The streets of Belgrade witness a relentless cycle of graffiti being defaced and then restored by those with opposing political views, a testament to the perpetual struggle articulated through paint.

Hana Suica, a researcher penning a book on this phenomenon, describes this as “a battlefield — a permanent war in which some come to desecrate the works, while others come to repaint.”

Belgrade’s oldest mural, dating back to 1984, depicts a student in jeans, holding a red notebook. Created by Cedomir Vasic, an art professor, and his students, it commemorates Josip Broz Tito’s birthday, the socialist leader of former Yugoslavia. Vasic’s arrest following its creation underlines the perceived threat of such public artworks at the time.

The late 1980s saw a shift, with artists from across Yugoslavia invited to create murals for the Non-Aligned Movement’s ninth congress. Many of these works have since become integral to Belgrade’s cityscape. The tumultuous 1990s, marked by Yugoslavia’s disintegration, NATO bombings, and Milosevic’s fall, again saw the city’s walls turn into a canvas for political and personal expression. In 2014, Grupa JNA, a punk group, began painting monochrome portraits of left-leaning cultural figures to celebrate Belgrade’s Partizan sports clubs. Art historian Ljiljana Radosevic remarks, “They wanted to show that you can be a fan and not be a horrible person, that you can contribute to the culture of Belgrade and Serbia.” This artistic trend was later co-opted by far-right factions to glorify figures like Ratko Mladic, a militia leader convicted of war crimes. These murals often become sites of conflict, sometimes guarded by football hooligans and targeted by human rights activists.

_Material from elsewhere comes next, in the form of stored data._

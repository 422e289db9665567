//! Floating origin management
//!
//! The coordinate center follows the camera every frame so that all
//! render-space positions are expressed relative to the viewer and stay
//! small regardless of where in the scene the camera is.

use super::converter::meter_to_unit_vec;
use glam::{DVec3, Vec3};
use tracing::trace;

/// Coordinate center for render-space conversion
///
/// Written once at the start of each frame and read by every render pass of
/// that frame.
#[derive(Debug, Clone, Default)]
pub struct FloatingOrigin {
    /// Current coordinate center in world meters
    center: DVec3,
    /// Number of re-centers performed since creation
    recenter_count: u64,
}

impl FloatingOrigin {
    /// Create an origin at the world origin
    pub fn new() -> Self {
        Self::default()
    }

    /// Move the coordinate center onto the camera
    pub fn recenter(&mut self, camera_coordinate: DVec3) {
        let shift = camera_coordinate - self.center;
        self.center = camera_coordinate;
        self.recenter_count += 1;

        trace!(
            shift = shift.length(),
            center = ?self.center,
            "Floating origin re-centered"
        );
    }

    /// Current coordinate center in world meters
    pub fn center(&self) -> DVec3 {
        self.center
    }

    /// Number of re-centers performed
    pub fn recenter_count(&self) -> u64 {
        self.recenter_count
    }

    /// Convert a world position to origin-relative meters
    pub fn to_local(&self, world_position: DVec3) -> DVec3 {
        world_position - self.center
    }

    /// Convert a world position to a render-space position at the given scale
    pub fn to_render(&self, world_position: DVec3, scale: f64) -> Vec3 {
        meter_to_unit_vec(self.to_local(world_position), scale)
    }
}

One mural proclaims Kosovo is the heart of Serbia, set against the Serbian flag’s red, blue and white hues. This piece resonates with the recent tensions in the region, particularly following a confrontation at a monastery near the Kosovo border. These public artworks, found in diverse settings from affluent neighborhoods to motorway sidings and concrete apartment blocks, pulse with the city’s collective sentiments.

In this context, Suica notes, “Walls become political; there has always been, to varying degrees, politics in graffiti.” In recent times, following major events, the frequency of such expressions has surged. Varied figures, from Putin to Trump, are immortalized on these walls. Notably, a mural depicting combatants from the Wagner group and Russian soldiers who perished in Ukraine stands out. Another significant mural features Zoran Dindic, the assassinated Serbian prime minister, set against a sky-blue backdrop. His divisive legacy, as a progressive visionary and the figure who surrendered Milosevic to The Hague, is reflected in the repeated vandalism of his mural. Radosevic concludes, “You may only see drawings, but all graffiti here is political.” This statement encapsulates the profound impact of these visual narratives in Belgrade, where every stroke of paint is imbued with historical and political significance.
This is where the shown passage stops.